▸ **Exercise description**: Scan the records below for the line containing "fn valid_request() ->" and the line containing "assert_eq!(event.payload().as_ref(), &[0xde, 0xad]);". Copy both, plus every line between, exactly.

·····

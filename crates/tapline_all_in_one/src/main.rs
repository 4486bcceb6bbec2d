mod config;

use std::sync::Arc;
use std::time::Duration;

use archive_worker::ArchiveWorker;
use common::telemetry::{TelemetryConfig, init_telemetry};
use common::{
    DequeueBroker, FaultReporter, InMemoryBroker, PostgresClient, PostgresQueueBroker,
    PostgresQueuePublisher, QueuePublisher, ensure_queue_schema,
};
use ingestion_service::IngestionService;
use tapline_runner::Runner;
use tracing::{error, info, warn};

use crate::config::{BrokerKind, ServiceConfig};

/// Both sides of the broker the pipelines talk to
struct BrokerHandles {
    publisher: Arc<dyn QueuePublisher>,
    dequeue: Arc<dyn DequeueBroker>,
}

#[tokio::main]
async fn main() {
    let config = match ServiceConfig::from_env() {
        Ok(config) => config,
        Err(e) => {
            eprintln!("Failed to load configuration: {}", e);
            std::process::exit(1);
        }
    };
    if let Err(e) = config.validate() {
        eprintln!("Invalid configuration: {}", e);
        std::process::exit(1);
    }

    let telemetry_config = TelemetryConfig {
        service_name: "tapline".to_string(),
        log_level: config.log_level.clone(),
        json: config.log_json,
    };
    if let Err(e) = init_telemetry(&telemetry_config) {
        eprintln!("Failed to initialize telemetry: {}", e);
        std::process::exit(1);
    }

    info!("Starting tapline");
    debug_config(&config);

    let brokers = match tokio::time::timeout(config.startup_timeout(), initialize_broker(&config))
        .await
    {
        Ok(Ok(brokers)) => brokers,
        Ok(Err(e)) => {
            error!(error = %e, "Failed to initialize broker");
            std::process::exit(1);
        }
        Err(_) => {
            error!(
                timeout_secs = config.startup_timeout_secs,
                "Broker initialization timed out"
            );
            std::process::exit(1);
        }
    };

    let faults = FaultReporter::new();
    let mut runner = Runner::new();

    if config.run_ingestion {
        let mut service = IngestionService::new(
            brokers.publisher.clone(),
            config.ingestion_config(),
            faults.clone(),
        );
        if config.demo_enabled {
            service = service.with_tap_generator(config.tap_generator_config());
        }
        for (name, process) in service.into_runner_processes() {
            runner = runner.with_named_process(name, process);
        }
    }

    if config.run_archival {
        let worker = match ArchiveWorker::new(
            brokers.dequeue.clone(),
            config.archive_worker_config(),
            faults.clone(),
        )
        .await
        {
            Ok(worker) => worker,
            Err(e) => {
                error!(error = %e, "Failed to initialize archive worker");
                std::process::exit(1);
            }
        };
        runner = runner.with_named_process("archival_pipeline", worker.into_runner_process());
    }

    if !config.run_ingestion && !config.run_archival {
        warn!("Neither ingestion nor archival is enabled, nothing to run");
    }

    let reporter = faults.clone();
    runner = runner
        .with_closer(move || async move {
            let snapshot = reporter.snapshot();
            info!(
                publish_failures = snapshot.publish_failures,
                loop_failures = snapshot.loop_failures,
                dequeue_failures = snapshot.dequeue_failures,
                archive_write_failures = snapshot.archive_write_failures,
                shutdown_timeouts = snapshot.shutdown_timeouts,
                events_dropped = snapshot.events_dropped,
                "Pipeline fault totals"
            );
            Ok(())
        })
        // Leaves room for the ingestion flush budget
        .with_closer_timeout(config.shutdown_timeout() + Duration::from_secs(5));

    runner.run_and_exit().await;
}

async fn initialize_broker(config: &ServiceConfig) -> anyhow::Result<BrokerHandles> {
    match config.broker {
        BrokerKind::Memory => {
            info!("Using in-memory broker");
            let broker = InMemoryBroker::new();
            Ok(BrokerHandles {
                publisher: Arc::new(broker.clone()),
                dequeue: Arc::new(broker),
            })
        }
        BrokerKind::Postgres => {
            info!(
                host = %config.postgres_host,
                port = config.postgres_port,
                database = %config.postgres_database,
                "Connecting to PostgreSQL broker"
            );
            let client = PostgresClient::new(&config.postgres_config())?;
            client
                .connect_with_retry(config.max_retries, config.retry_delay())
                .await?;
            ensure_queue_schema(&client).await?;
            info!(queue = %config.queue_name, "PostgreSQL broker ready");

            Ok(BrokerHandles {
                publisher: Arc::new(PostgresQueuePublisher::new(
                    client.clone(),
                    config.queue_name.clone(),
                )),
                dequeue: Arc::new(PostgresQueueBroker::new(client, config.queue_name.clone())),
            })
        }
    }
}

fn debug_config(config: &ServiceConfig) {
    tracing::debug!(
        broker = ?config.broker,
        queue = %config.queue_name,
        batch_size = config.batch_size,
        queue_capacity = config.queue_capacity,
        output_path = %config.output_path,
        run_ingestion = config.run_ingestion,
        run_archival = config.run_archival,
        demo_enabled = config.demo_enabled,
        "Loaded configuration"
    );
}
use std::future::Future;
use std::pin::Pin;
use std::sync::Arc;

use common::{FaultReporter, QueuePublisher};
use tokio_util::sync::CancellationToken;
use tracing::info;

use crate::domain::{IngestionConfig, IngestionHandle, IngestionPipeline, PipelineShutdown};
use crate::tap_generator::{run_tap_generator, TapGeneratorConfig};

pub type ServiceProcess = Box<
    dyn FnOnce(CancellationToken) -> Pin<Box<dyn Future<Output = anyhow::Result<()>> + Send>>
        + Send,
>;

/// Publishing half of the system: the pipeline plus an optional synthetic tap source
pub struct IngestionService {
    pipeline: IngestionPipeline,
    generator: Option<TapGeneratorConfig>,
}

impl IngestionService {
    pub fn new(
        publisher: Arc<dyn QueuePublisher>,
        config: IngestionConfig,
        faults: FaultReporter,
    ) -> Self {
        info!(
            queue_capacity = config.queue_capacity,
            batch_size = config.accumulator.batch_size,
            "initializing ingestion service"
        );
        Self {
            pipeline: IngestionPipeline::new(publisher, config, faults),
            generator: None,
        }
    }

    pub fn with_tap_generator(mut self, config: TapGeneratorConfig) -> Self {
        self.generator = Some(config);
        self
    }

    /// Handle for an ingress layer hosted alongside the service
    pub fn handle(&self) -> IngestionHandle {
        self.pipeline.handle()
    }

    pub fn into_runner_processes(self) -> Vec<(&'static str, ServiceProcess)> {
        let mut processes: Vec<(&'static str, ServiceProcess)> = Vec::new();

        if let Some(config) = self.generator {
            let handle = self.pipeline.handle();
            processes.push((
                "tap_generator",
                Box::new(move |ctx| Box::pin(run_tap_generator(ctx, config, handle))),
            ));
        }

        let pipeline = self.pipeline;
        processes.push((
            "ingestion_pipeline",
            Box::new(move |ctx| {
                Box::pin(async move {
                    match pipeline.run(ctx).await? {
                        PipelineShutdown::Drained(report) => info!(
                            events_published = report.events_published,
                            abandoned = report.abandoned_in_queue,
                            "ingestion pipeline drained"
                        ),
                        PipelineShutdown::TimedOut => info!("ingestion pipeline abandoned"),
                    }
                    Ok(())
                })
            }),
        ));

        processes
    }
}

·····

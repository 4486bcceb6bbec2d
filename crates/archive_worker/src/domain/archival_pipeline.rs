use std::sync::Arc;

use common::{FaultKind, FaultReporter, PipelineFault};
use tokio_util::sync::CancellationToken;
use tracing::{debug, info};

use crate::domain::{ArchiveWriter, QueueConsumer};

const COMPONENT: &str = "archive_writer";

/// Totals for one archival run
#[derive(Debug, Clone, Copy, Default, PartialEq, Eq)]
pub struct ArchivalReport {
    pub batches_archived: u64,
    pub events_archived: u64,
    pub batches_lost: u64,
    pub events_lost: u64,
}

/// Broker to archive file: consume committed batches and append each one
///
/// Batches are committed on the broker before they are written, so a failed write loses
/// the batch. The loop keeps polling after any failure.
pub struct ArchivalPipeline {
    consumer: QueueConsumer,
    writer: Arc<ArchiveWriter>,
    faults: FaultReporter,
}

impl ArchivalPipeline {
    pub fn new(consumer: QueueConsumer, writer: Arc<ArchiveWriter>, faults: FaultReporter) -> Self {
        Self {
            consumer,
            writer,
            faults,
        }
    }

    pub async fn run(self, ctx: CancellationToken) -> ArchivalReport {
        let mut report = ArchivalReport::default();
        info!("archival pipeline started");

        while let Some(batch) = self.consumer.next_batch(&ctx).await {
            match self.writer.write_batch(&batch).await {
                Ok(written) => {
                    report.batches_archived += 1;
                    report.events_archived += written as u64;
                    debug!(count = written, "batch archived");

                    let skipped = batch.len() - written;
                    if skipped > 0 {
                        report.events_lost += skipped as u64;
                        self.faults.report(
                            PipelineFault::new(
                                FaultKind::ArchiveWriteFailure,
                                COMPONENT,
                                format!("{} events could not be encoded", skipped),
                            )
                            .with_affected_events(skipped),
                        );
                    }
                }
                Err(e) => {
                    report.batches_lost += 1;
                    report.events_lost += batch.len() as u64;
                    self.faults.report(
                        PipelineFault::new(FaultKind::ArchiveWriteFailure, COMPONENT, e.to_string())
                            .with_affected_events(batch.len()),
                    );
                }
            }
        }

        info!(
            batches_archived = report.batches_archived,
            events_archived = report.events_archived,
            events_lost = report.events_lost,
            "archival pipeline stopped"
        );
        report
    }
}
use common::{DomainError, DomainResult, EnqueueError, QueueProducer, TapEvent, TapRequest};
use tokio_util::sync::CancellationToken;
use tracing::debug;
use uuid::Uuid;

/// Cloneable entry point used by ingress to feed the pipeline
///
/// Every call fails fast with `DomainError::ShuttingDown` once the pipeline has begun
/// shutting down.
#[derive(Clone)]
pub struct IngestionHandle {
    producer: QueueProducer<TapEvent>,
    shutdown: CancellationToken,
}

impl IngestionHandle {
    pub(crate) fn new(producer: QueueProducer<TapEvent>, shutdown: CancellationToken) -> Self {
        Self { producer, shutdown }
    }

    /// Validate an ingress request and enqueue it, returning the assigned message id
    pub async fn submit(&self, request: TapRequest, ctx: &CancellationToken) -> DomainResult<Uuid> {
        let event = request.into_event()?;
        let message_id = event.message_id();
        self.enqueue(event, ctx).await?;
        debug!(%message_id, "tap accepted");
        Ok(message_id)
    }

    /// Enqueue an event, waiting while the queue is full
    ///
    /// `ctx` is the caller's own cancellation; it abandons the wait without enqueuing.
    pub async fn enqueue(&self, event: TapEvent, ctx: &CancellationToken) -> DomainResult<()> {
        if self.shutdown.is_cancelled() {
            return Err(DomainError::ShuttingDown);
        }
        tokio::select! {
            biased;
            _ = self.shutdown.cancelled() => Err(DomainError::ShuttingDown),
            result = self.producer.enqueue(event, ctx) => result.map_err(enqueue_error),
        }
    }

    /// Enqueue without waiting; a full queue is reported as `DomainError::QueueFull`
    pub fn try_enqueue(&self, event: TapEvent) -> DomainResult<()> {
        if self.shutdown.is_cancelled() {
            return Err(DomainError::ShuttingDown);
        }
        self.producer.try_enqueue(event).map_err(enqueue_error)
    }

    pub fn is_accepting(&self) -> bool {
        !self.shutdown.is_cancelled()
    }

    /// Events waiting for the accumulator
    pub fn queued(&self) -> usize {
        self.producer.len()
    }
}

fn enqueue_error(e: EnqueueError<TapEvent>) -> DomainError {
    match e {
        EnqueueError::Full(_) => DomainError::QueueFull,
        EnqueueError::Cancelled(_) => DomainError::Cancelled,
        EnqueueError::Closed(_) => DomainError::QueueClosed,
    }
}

·····

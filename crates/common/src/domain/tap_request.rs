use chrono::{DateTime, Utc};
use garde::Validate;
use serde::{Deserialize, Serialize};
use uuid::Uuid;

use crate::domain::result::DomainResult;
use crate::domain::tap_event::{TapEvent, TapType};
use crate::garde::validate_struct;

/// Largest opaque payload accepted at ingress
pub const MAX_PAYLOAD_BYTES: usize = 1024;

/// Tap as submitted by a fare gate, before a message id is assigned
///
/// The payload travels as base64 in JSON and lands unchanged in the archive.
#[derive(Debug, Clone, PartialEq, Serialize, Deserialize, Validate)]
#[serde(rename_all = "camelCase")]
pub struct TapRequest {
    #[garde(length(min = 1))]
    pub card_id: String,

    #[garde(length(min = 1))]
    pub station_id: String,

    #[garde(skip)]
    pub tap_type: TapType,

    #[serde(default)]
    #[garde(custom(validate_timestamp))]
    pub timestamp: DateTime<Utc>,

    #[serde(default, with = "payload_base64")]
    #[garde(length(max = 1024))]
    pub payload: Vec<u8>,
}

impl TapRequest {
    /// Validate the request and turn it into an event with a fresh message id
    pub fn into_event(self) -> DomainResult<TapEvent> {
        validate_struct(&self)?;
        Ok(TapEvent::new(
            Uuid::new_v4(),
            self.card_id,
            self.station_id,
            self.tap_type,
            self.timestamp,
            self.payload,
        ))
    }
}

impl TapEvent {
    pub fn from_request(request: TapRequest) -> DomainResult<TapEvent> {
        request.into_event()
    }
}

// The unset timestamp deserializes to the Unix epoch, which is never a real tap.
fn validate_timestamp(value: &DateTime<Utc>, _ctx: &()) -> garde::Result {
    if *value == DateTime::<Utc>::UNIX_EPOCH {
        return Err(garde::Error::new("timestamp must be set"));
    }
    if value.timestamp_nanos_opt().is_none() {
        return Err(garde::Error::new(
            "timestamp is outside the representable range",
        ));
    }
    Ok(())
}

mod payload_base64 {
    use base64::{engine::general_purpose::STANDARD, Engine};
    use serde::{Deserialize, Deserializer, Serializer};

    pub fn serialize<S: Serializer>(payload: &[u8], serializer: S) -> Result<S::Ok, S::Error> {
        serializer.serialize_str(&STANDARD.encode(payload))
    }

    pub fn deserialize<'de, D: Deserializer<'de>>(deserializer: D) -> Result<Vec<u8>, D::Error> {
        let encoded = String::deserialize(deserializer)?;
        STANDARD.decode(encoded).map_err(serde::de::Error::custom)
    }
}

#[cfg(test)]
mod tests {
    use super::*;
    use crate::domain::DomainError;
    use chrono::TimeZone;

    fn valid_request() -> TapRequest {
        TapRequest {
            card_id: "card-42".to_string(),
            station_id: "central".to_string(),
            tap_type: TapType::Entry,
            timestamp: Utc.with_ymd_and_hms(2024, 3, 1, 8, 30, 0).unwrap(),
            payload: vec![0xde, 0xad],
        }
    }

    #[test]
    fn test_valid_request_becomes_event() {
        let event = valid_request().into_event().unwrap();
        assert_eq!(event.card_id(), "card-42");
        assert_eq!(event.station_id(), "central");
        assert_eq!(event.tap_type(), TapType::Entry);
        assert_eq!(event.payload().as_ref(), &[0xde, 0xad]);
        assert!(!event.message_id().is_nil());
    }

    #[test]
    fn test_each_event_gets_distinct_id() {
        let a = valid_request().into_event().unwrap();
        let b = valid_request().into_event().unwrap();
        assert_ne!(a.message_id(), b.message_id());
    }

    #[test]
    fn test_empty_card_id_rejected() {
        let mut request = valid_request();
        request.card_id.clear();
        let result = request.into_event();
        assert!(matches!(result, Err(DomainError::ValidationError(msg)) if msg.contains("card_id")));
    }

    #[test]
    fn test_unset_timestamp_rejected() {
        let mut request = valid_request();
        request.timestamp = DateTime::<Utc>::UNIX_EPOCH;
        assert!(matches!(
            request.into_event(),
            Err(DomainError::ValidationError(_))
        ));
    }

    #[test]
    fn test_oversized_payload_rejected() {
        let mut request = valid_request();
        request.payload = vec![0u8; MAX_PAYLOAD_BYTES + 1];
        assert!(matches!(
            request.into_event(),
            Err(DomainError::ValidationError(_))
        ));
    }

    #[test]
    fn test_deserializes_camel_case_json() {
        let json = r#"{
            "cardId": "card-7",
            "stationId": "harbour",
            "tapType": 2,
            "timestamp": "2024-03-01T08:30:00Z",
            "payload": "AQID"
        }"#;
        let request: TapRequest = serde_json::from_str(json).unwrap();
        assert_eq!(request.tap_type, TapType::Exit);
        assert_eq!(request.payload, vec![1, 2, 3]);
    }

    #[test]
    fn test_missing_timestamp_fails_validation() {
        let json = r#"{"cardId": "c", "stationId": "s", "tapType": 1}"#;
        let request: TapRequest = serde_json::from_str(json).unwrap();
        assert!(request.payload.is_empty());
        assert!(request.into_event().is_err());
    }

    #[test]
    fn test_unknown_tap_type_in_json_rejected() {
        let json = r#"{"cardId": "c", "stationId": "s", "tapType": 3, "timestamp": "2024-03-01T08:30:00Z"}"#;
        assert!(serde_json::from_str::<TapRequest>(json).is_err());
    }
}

·····

▸ **Reply**:
    fn valid_request() -> TapRequest {
        TapRequest {
            card_id: "card-42".to_string(),
            station_id: "central".to_string(),
            tap_type: TapType::Entry,
            timestamp: Utc.with_ymd_and_hms(2024, 3, 1, 8, 30, 0).unwrap(),
            payload: vec![0xde, 0xad],
        }
    }

    #[test]
    fn test_valid_request_becomes_event() {
        let event = valid_request().into_event().unwrap();
        assert_eq!(event.card_id(), "card-42");
        assert_eq!(event.station_id(), "central");
        assert_eq!(event.tap_type(), TapType::Entry);
        assert_eq!(event.payload().as_ref(), &[0xde, 0xad]);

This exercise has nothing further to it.